Patrick : Simone Veil, Marcel Paul, interné dans les camps et est devenu ministre, il a su mettre ses possibilités au service de la société. On a eu la chance de le rencontrer. Sa souffrance a été une force, une résistance.

Nous sommes allés dans des camps palestiniens en fauteuil, on a rencontré des Israéliens qui luttent pour la Palestine.
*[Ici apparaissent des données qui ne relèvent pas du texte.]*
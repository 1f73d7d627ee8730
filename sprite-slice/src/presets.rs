// SPDX-License-Identifier: MIT
//! # Canvas Fitting Plans
//!
//! Computes where a cropped sheet cell lands on a fixed-size frame canvas.
//!
//! ## Design Philosophy
//!
//! Every frame of an animation must come out at exactly the preset canvas size, but the
//! cells cut from a generated sheet rarely match that size or its aspect ratio. A plan
//! therefore has two parts:
//! 1. **Scale**: the largest uniform factor that makes the cell fit inside the canvas
//!    (`min(canvas_w / cell_w, canvas_h / cell_h)`), which may shrink or grow the cell
//! 2. **ROI**: the sub-rectangle of the canvas the scaled cell occupies, centered with
//!    floor division so any odd leftover pixel goes to the right/bottom margin
//!
//! The space outside the ROI is letterboxing and stays fully transparent.
//!
//! ## Precision
//!
//! Scaled dimensions are computed with integer arithmetic on the cross products rather
//! than a floating-point factor, so the limiting side always lands on the canvas edge
//! exactly and the other side is floored. Both sides are clamped to at least 1px.

/// Represents a 2D size with width and height in pixels.
#[derive(Clone, Copy, Debug, PartialEq, Eq)]
pub struct Size {
    pub w: u32,
    pub h: u32,
}

impl Size {
    /// Total pixel count.
    pub fn area(self) -> u64 {
        u64::from(self.w) * u64::from(self.h)
    }
}

/// Complete fitting plan computed from a cell size and a canvas size.
/// Contains all information needed to perform the actual scaling operation.
#[derive(Clone, Copy, Debug, PartialEq, Eq)]
pub struct ScalePlan {
    /// Original cell dimensions
    pub input: Size,
    /// Final canvas dimensions (always the requested canvas)
    pub out: Size,
    /// Sub-rectangle where scaled content is placed.
    /// Format: (x, y, width, height) in canvas coordinate space.
    pub dst_roi: (u32, u32, u32, u32),
}

impl ScalePlan {
    /// Size of the scaled content inside the canvas.
    pub fn scaled(&self) -> Size {
        Size {
            w: self.dst_roi.2,
            h: self.dst_roi.3,
        }
    }

    /// True when the content is copied through without resampling.
    pub fn is_identity_scale(&self) -> bool {
        self.scaled() == self.input
    }
}

/// Compute the aspect-preserving fit of `input` onto a `canvas`.
///
/// # Arguments
/// * `input` - Cell dimensions
/// * `canvas` - Target frame canvas
///
/// # Returns
/// A ScalePlan whose `out` is exactly `canvas` and whose ROI holds the scaled cell,
/// centered.
///
/// # Performance
/// O(1), integer math only
pub fn fit_plan(input: Size, canvas: Size) -> ScalePlan {
    let (rw, rh) = fit_within(input, canvas);
    let x = (canvas.w - rw) / 2;
    let y = (canvas.h - rh) / 2;
    ScalePlan {
        input,
        out: canvas,
        dst_roi: (x, y, rw, rh),
    }
}

/// Fit a size within a bounding box while preserving aspect ratio.
/// Returns (width, height) that fit entirely within the box; upscales when the
/// input is smaller than the box.
fn fit_within(input: Size, box_: Size) -> (u32, u32) {
    let (w, h) = (u64::from(input.w.max(1)), u64::from(input.h.max(1)));
    let (bw, bh) = (u64::from(box_.w), u64::from(box_.h));

    // bw / w <= bh / h  <=>  bw * h <= bh * w
    let (rw, rh) = if bw * h <= bh * w {
        (bw, h * bw / w)
    } else {
        (w * bh / h, bh)
    };

    (
        (rw as u32).clamp(1, box_.w.max(1)),
        (rh as u32).clamp(1, box_.h.max(1)),
    )
}

#[cfg(test)]
mod tests {
    use super::*;

    const SQUARE: Size = Size { w: 128, h: 128 };

    #[test]
    fn test_square_into_square_fills_canvas() {
        let plan = fit_plan(Size { w: 256, h: 256 }, SQUARE);
        assert_eq!(plan.out, SQUARE);
        assert_eq!(plan.dst_roi, (0, 0, 128, 128));
    }

    #[test]
    fn test_portrait_into_square_pillarboxes() {
        let plan = fit_plan(Size { w: 100, h: 200 }, SQUARE);
        assert_eq!(plan.dst_roi, (32, 0, 64, 128));
    }

    #[test]
    fn test_landscape_into_portrait_letterboxes() {
        let plan = fit_plan(Size { w: 300, h: 100 }, Size { w: 90, h: 160 });
        assert_eq!(plan.out, Size { w: 90, h: 160 });
        assert_eq!(plan.dst_roi, (0, 65, 90, 30));
    }

    #[test]
    fn test_small_cell_is_upscaled_to_fit() {
        let plan = fit_plan(Size { w: 32, h: 16 }, SQUARE);
        assert_eq!(plan.scaled(), Size { w: 128, h: 64 });
        assert_eq!(plan.dst_roi.1, 32);
    }

    #[test]
    fn test_same_size_is_identity() {
        let plan = fit_plan(SQUARE, SQUARE);
        assert!(plan.is_identity_scale());
        assert_eq!(plan.dst_roi, (0, 0, 128, 128));
    }

    #[test]
    fn test_roi_always_inside_canvas() {
        for (w, h) in [(1, 1), (7, 3), (3, 7), (999, 1), (1, 999), (513, 257)] {
            for canvas in [SQUARE, Size { w: 64, h: 48 }, Size { w: 17, h: 91 }] {
                let plan = fit_plan(Size { w, h }, canvas);
                let (x, y, rw, rh) = plan.dst_roi;
                assert!(x + rw <= canvas.w, "{w}x{h} into {canvas:?}");
                assert!(y + rh <= canvas.h, "{w}x{h} into {canvas:?}");
                assert!(rw == canvas.w || rh == canvas.h);
            }
        }
    }
}
//! Offline sheet generator.
//!
//! Paints a horizontal strip of simple figures on a light grey background, one per
//! frame, with arms and legs that shift with the frame index. Output is deterministic for
//! a given request, which makes it the generator of choice for tests.

use std::io::Cursor;

use async_trait::async_trait;
use image::{ImageFormat, Rgba, RgbaImage};

use super::{SheetGenerator, SheetRequest};
use crate::error::{SpriteError, SpriteResult};

pub const BACKGROUND: Rgba<u8> = Rgba([240, 240, 240, 255]);
const SEPARATOR: Rgba<u8> = Rgba([220, 220, 220, 255]);
const HEAD: Rgba<u8> = Rgba([100, 150, 200, 255]);
const BODY: Rgba<u8> = Rgba([80, 130, 180, 255]);
const ARM: Rgba<u8> = Rgba([90, 140, 190, 255]);
const LEG: Rgba<u8> = Rgba([70, 120, 170, 255]);

#[derive(Debug, Clone, Default)]
pub struct MockGenerator;

impl MockGenerator {
    pub fn new() -> Self {
        Self
    }

    /// Paint the sheet for `request` without encoding it.
    pub fn paint(&self, request: &SheetRequest) -> SpriteResult<RgbaImage> {
        let (fw, fh) = request.canvas;
        if fw == 0 || fh == 0 || request.frame_count == 0 {
            return Err(SpriteError::generator(
                "mock",
                None,
                format!(
                    "cannot paint {} frames of {}x{}",
                    request.frame_count, fw, fh
                ),
            ));
        }
        let sheet_w = fw.checked_mul(request.frame_count).ok_or_else(|| {
            SpriteError::generator("mock", None, "sheet width overflows u32")
        })?;
        let mut img = RgbaImage::from_pixel(sheet_w, fh, BACKGROUND);

        let n = request.frame_count as i32;
        let (fw, fh) = (fw as i32, fh as i32);
        let short = fw.min(fh);

        for i in 0..n {
            let cx = i * fw + fw / 2;
            let cy = fh / 2;

            let arm_reach = (20 * (i - n / 2)).abs() / 3;
            let leg_spread = 10 + 5 * (i % 3);

            let head = short / 6;
            fill_ellipse(&mut img, cx, cy - fh / 3, head, head, HEAD);

            let body_w = short / 5;
            let body_h = short / 3;
            fill_rect(&mut img, cx - body_w, cy - fh / 6, cx + body_w, cy + body_h / 2, BODY);

            let arm_w = body_w / 2;
            let arm_h = body_h / 2;
            fill_rect(&mut img, cx - body_w - arm_w - arm_reach, cy - fh / 8, cx - body_w, cy + arm_h, ARM);
            fill_rect(&mut img, cx + body_w, cy - fh / 8, cx + body_w + arm_w + arm_reach, cy + arm_h, ARM);

            let leg_w = body_w / 2;
            let leg_top = cy + body_h / 2;
            fill_rect(&mut img, cx - leg_spread - leg_w, leg_top, cx - leg_spread + leg_w, leg_top + body_h, LEG);
            fill_rect(&mut img, cx + leg_spread - leg_w, leg_top, cx + leg_spread + leg_w, leg_top + body_h, LEG);

            if i < n - 1 {
                let x = (i + 1) * fw;
                fill_rect(&mut img, x, 0, x, fh - 1, SEPARATOR);
            }
        }
        Ok(img)
    }
}

/// Fill the inclusive rectangle `[x0, x1] × [y0, y1]`, clipped to the image.
fn fill_rect(img: &mut RgbaImage, x0: i32, y0: i32, x1: i32, y1: i32, color: Rgba<u8>) {
    let (w, h) = (img.width() as i32, img.height() as i32);
    for y in y0.max(0)..=y1.min(h - 1) {
        for x in x0.max(0)..=x1.min(w - 1) {
            img.put_pixel(x as u32, y as u32, color);
        }
    }
}

fn fill_ellipse(img: &mut RgbaImage, cx: i32, cy: i32, rx: i32, ry: i32, color: Rgba<u8>) {
    if rx <= 0 || ry <= 0 {
        return;
    }
    let (w, h) = (img.width() as i32, img.height() as i32);
    let (rx2, ry2) = (i64::from(rx * rx), i64::from(ry * ry));
    for y in (cy - ry).max(0)..=(cy + ry).min(h - 1) {
        for x in (cx - rx).max(0)..=(cx + rx).min(w - 1) {
            let (dx, dy) = (i64::from(x - cx), i64::from(y - cy));
            if dx * dx * ry2 + dy * dy * rx2 <= rx2 * ry2 {
                img.put_pixel(x as u32, y as u32, color);
            }
        }
    }
}

#[async_trait]
impl SheetGenerator for MockGenerator {
    fn name(&self) -> &str {
        "mock"
    }

    async fn generate_sheet(&self, request: &SheetRequest) -> SpriteResult<Vec<u8>> {
        tracing::info!(
            animation = %request.animation,
            frames = request.frame_count,
            "painting mock sheet"
        );
        let img = self.paint(request)?;
        let mut bytes = Vec::new();
        img.write_to(&mut Cursor::new(&mut bytes), ImageFormat::Png)
            .map_err(|e| SpriteError::image("encode mock sheet", e))?;
        Ok(bytes)
    }
}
C’est ça le bonheur : ça nous apporte tellement qu’on peut le transmettre.

On repart de chaque pays avec des sentiments très très fort. 

Y a-t-il une citation qui vous motive ?

Marie : «Va où tu veux et meurt où tu dois !» Ce qui pourrait être obstacle, on ne le voit pas donc rien ne nous empêche de vivre une nouvelle expérience.

On aime tellement les gens, je suis bien partout, même sans rien. Je vis autre chose, je vis avec peu de choses. On se concentre sur l’essentiel. On peut vivre autrement.

Y-a-t-il une habitude quotidienne qui vous personnalise ?

Patrick : Dire à ma femme que je l’aime, je ne peux pas m’en passer.

C’est au dessus de tout ce dont on a parler jusqu’à présent. 

Marie : Ce qui est beau c’est de pouvoir évoluer dans le même sens en gardant sa personnalité, on avance ensemble mais en restant soi.

Quelle est la plus belle chose que vous ayez pu faire/découvrir/partager…?

La plus belle chose que l’on a pu faire c’est de se marier. Après des unions déçues. On s’est choisi, on a choisi de se marier, ce n’est pas que l’amour c’est l’un et l’autre.

Nous sommes vraiment deux entités différentes qui vivons ensemble.